Traktor am Elektrokabel – Landwirte fahren mit selbst erzeugtem Strom 

Zu den Vorzeigeprojekten des IKT EM-Programms zählt der Vorgänger des aktuellen Projekts „FRESH“, das die Logistik im Hamburger Containerhafen Altenwerder von diesel- auf elektrisch betriebene Container-Fahrzeuge umgestellt hat. Dieses Modell wird inzwischen international nachgefragt. Erfolgreich beispielsweise war auch „Adaptive City Mobility”, das einen neuen CITYeTaxi-Prototypen hervorgebracht hat oder „GridCON“, das große Landmaschinen mit einem Elektrokabel ausstattet – als Alternative zum Diesel-Verbrenner und mit landwirtschaftlich erzeugtem, regenerativem Treibstoff. 

Das Investitionsvolumen des aktuellen IKT EM-Technologieprogramms, das im Regierungsprogramm „Elektromobilität“ eingebettet ist, beträgt im Zeitraum zwischen 2015 und 2021 bei 148 Projektpartnern 152 Millionen Euro, darin enthalten sind 72 Millionen Euro Eigenanteil der Projektpartner. 

Rückblick – von IKT EM I bis IKT EM III 

Das Bundeswirtschaftsministerium hat mit seinen Technologieprogrammen „IKT für Elektromobilität I und II“ die Informations- und Kommunikationstechnologien (IKT) als Schlüssel für den Erfolg der Elektro­mobilität definiert. So startete 2009 das erste Förderprogramm, das bis Ende 2011 prototypische und wirtschaftliche Lösungen in der Elektromobilität in umfassenden Feldver­suchen erforscht hat. Sieben Modellprojekte haben Beiträge zur Entwicklung und Erprobung offener Systemansätze geliefert, bei denen Elektromobilität mit Informations- und Kommunikationstechnologien optimal in Verkehrs- und Energie­netze eingebunden wurde. Die damaligen Projektteams untersuchten IKT-basierte Lade-, Steuerungs- und Abrechnungsinfrastrukturen und darauf aufbauende Geschäftsmodelle, Dienste, Normen und Stan­dards in Theorie und Praxis. 
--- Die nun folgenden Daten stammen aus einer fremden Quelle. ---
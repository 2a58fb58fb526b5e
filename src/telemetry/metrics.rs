// Copyright 2026 Layne Penney
// SPDX-License-Identifier: AGPL-3.0-or-later

//! Metrics collection for performance monitoring.
//!
//! Provides lightweight metrics collection without external dependencies.
//! One [`Metrics`] instance belongs to one bridge; there is no global.

use parking_lot::RwLock;
use serde::Serialize;
use std::collections::HashMap;
use std::sync::atomic::{AtomicU64, Ordering};
use std::time::{Duration, Instant};

use crate::error::ErrorKind;

/// Central metrics collection.
#[derive(Debug)]
pub struct Metrics {
    /// Call metrics by resolved tool (`serverId.toolName`).
    tools: RwLock<HashMap<String, ToolMetrics>>,

    /// Timing for connection-level operations (handshake, tool refresh).
    operations: RwLock<HashMap<String, OperationMetrics>>,

    /// Bridge-wide counters.
    counters: BridgeCounters,

    /// Start time for calculating uptime.
    start_time: Instant,
}

impl Metrics {
    /// Create a new metrics collector.
    pub fn new() -> Self {
        Self {
            tools: RwLock::new(HashMap::new()),
            operations: RwLock::new(HashMap::new()),
            counters: BridgeCounters::default(),
            start_time: Instant::now(),
        }
    }

    /// Record a tool call that reached a tool-server.
    pub fn record_call(&self, name: &str, duration: Duration, failure: Option<ErrorKind>) {
        let mut tools = self.tools.write();
        let metrics = tools.entry(name.to_string()).or_default();
        metrics.record(duration, failure.is_none());
        if failure == Some(ErrorKind::Timeout) {
            metrics.timeouts += 1;
            self.counters.timeouts.fetch_add(1, Ordering::Relaxed);
        }
    }

    /// Record a generic operation.
    pub fn record_operation(&self, name: &str, duration: Duration) {
        let mut ops = self.operations.write();
        let metrics = ops.entry(name.to_string()).or_default();
        metrics.record(duration);
    }

    /// A call the security validator refused.
    pub fn record_policy_denial(&self) {
        self.counters.policy_denials.fetch_add(1, Ordering::Relaxed);
    }

    /// A call that could not be routed (unknown tool, owner not ready).
    pub fn record_not_found(&self) {
        self.counters.not_found.fetch_add(1, Ordering::Relaxed);
    }

    /// An inbound frame that was malformed or matched no pending request.
    pub fn record_dropped_frame(&self) {
        self.counters.dropped_frames.fetch_add(1, Ordering::Relaxed);
    }

    /// A reconnect attempt was scheduled.
    pub fn record_reconnect(&self) {
        self.counters.reconnects.fetch_add(1, Ordering::Relaxed);
    }

    /// A transport failure tore down a live connection.
    pub fn record_transport_failure(&self) {
        self.counters.transport_failures.fetch_add(1, Ordering::Relaxed);
    }

    /// Get metrics for a specific tool.
    pub fn tool_metrics(&self, name: &str) -> Option<ToolMetrics> {
        self.tools.read().get(name).cloned()
    }

    /// Get metrics for a specific operation.
    pub fn operation_metrics(&self, name: &str) -> Option<OperationMetrics> {
        self.operations.read().get(name).cloned()
    }

    /// Current counter values.
    pub fn counters(&self) -> CounterSnapshot {
        self.counters.snapshot()
    }

    /// Get uptime since metrics were initialized.
    pub fn uptime(&self) -> Duration {
        self.start_time.elapsed()
    }

    /// Take a snapshot of all metrics.
    pub fn snapshot(&self) -> MetricsSnapshot {
        MetricsSnapshot {
            tools: self.tools.read().clone(),
            operations: self.operations.read().clone(),
            counters: self.counters.snapshot(),
            uptime: self.uptime(),
        }
    }

    /// Reset all metrics.
    pub fn reset(&self) {
        self.tools.write().clear();
        self.operations.write().clear();
        self.counters.reset();
    }
}

impl Default for Metrics {
    fn default() -> Self {
        Self::new()
    }
}

/// Metrics for a specific tool.
#[derive(Debug, Clone, Serialize)]
#[serde(rename_all = "camelCase")]
pub struct ToolMetrics {
    /// Total number of invocations.
    pub invocations: u64,

    /// Number of successful invocations.
    pub successes: u64,

    /// Number of failed invocations.
    pub failures: u64,

    /// Failures that were deadline expiries.
    pub timeouts: u64,

    /// Total time spent in this tool.
    pub total_duration: Duration,

    /// Minimum execution time.
    pub min_duration: Duration,

    /// Maximum execution time.
    pub max_duration: Duration,

    /// Latency distribution.
    #[serde(skip)]
    pub histogram: Histogram,
}

impl ToolMetrics {
    /// Create new empty tool metrics.
    pub fn new() -> Self {
        Self {
            invocations: 0,
            successes: 0,
            failures: 0,
            timeouts: 0,
            total_duration: Duration::ZERO,
            min_duration: Duration::MAX,
            max_duration: Duration::ZERO,
            histogram: Histogram::default(),
        }
    }

    /// Record a tool execution.
    pub fn record(&mut self, duration: Duration, success: bool) {
        self.invocations += 1;
        if success {
            self.successes += 1;
        } else {
            self.failures += 1;
        }
        self.total_duration += duration;
        self.min_duration = self.min_duration.min(duration);
        self.max_duration = self.max_duration.max(duration);
        self.histogram.record(duration);
    }

    /// Calculate average execution time.
    pub fn avg_duration(&self) -> Duration {
        if self.invocations == 0 {
            Duration::ZERO
        } else {
            self.total_duration / self.invocations as u32
        }
    }

    /// Calculate success rate (0.0 to 1.0).
    pub fn success_rate(&self) -> f64 {
        if self.invocations == 0 {
            1.0
        } else {
            self.successes as f64 / self.invocations as f64
        }
    }
}

impl Default for ToolMetrics {
    fn default() -> Self {
        Self::new()
    }
}

/// Generic operation metrics with histogram.
#[derive(Debug, Clone)]
pub struct OperationMetrics {
    pub count: u64,
    pub total_duration: Duration,
    pub min_duration: Duration,
    pub max_duration: Duration,
    pub histogram: Histogram,
}

impl OperationMetrics {
    pub fn new() -> Self {
        Self {
            count: 0,
            total_duration: Duration::ZERO,
            min_duration: Duration::MAX,
            max_duration: Duration::ZERO,
            histogram: Histogram::default(),
        }
    }

    pub fn record(&mut self, duration: Duration) {
        self.count += 1;
        self.total_duration += duration;
        self.min_duration = self.min_duration.min(duration);
        self.max_duration = self.max_duration.max(duration);
        self.histogram.record(duration);
    }

    pub fn avg_duration(&self) -> Duration {
        if self.count == 0 {
            Duration::ZERO
        } else {
            self.total_duration / self.count as u32
        }
    }
}

impl Default for OperationMetrics {
    fn default() -> Self {
        Self::new()
    }
}

/// Simple histogram with fixed buckets for latency tracking.
#[derive(Debug, Clone)]
pub struct Histogram {
    /// Bucket boundaries in microseconds.
    buckets: Vec<u64>,

    /// Count per bucket, plus one overflow bucket.
    counts: Vec<u64>,
}

impl Histogram {
    /// Create a histogram with custom bucket boundaries (in microseconds).
    pub fn with_buckets(buckets: Vec<u64>) -> Self {
        let counts = vec![0; buckets.len() + 1];
        Self { buckets, counts }
    }

    /// Record a duration value.
    pub fn record(&mut self, duration: Duration) {
        let micros = duration.as_micros() as u64;
        let bucket_idx = self
            .buckets
            .iter()
            .position(|&b| micros <= b)
            .unwrap_or(self.buckets.len());
        self.counts[bucket_idx] += 1;
    }

    pub fn counts(&self) -> &[u64] {
        &self.counts
    }

    /// Calculate approximate percentile (p50, p90, p99, etc.).
    pub fn percentile(&self, p: f64) -> Duration {
        let total: u64 = self.counts.iter().sum();
        if total == 0 {
            return Duration::ZERO;
        }

        let target = (total as f64 * p / 100.0).ceil() as u64;
        let mut cumulative = 0u64;

        for (i, &count) in self.counts.iter().enumerate() {
            cumulative += count;
            if cumulative >= target {
                let micros = if i < self.buckets.len() {
                    self.buckets[i]
                } else {
                    self.buckets.last().copied().unwrap_or(0) * 10
                };
                return Duration::from_micros(micros);
            }
        }

        Duration::ZERO
    }

    pub fn p50(&self) -> Duration {
        self.percentile(50.0)
    }

    pub fn p99(&self) -> Duration {
        self.percentile(99.0)
    }
}

impl Default for Histogram {
    fn default() -> Self {
        // 1ms, 10ms, 50ms, 100ms, 500ms, 1s, 5s, 30s
        Self::with_buckets(vec![
            1_000, 10_000, 50_000, 100_000, 500_000, 1_000_000, 5_000_000, 30_000_000,
        ])
    }
}

/// Thread-safe bridge counters.
#[derive(Debug, Default)]
struct BridgeCounters {
    policy_denials: AtomicU64,
    not_found: AtomicU64,
    timeouts: AtomicU64,
    dropped_frames: AtomicU64,
    reconnects: AtomicU64,
    transport_failures: AtomicU64,
}

impl BridgeCounters {
    fn snapshot(&self) -> CounterSnapshot {
        CounterSnapshot {
            policy_denials: self.policy_denials.load(Ordering::Relaxed),
            not_found: self.not_found.load(Ordering::Relaxed),
            timeouts: self.timeouts.load(Ordering::Relaxed),
            dropped_frames: self.dropped_frames.load(Ordering::Relaxed),
            reconnects: self.reconnects.load(Ordering::Relaxed),
            transport_failures: self.transport_failures.load(Ordering::Relaxed),
        }
    }

    fn reset(&self) {
        for counter in [
            &self.policy_denials,
            &self.not_found,
            &self.timeouts,
            &self.dropped_frames,
            &self.reconnects,
            &self.transport_failures,
        ] {
            counter.store(0, Ordering::Relaxed);
        }
    }
}

/// Point-in-time counter values.
#[derive(Debug, Clone, Copy, Default, PartialEq, Eq, Serialize)]
#[serde(rename_all = "camelCase")]
pub struct CounterSnapshot {
    pub policy_denials: u64,
    pub not_found: u64,
    pub timeouts: u64,
    pub dropped_frames: u64,
    pub reconnects: u64,
    pub transport_failures: u64,
}

/// A snapshot of all metrics at a point in time.
#[derive(Debug, Clone)]
pub struct MetricsSnapshot {
    pub tools: HashMap<String, ToolMetrics>,
    pub operations: HashMap<String, OperationMetrics>,
    pub counters: CounterSnapshot,
    pub uptime: Duration,
}

impl MetricsSnapshot {
    /// Format as a human-readable report.
    pub fn format_report(&self) -> String {
        let mut report = String::new();

        report.push_str("=== Bridge Metrics ===\n\n");
        report.push_str(&format!("Uptime: {:.2?}\n", self.uptime));
        let c = &self.counters;
        report.push_str(&format!(
            "Denied: {}  Not found: {}  Timeouts: {}  Dropped frames: {}  Reconnects: {}  Transport failures: {}\n\n",
            c.policy_denials, c.not_found, c.timeouts, c.dropped_frames, c.reconnects, c.transport_failures
        ));

        if !self.tools.is_empty() {
            report.push_str("Tool Metrics:\n");
            let mut names: Vec<_> = self.tools.keys().collect();
            names.sort();
            for name in names {
                let metrics = &self.tools[name];
                report.push_str(&format!(
                    "  {}: {} calls, {:.1}% success, avg {:.2?}, p99 {:.2?}\n",
                    name,
                    metrics.invocations,
                    metrics.success_rate() * 100.0,
                    metrics.avg_duration(),
                    metrics.histogram.p99()
                ));
            }
            report.push('\n');
        }

        if !self.operations.is_empty() {
            report.push_str("Operation Metrics:\n");
            let mut names: Vec<_> = self.operations.keys().collect();
            names.sort();
            for name in names {
                let metrics = &self.operations[name];
                report.push_str(&format!(
                    "  {}: {} ops, avg {:.2?}\n",
                    name,
                    metrics.count,
                    metrics.avg_duration(),
                ));
            }
        }

        report
    }
}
Die Ergebnisse zeigten schon damals, dass die Erfolgschancen der Elektromobilität in Deutschland steigen, wenn die bis dahin weitgehend autonomen Bereiche Fahrzeug, Verkehr und Energie systemisch durch Informations- und Kommunikationstechnologien zusammengeführt werden. Deshalb setzte das BMWi den Schwerpunkt des folgenden Technologieprogramms „IKT für EM II“ auf Smart Car, Smart Grid und Smart Traffic. Mit einem Fördervolumen von rund 80 Millionen Euro erzielte das Programm bereits damals mit 18 Projekten wegweisende Ergebnisse, die auch fürs aktuelle IKT EM-Programm mit Gewerbefahrzeugen relevant sind.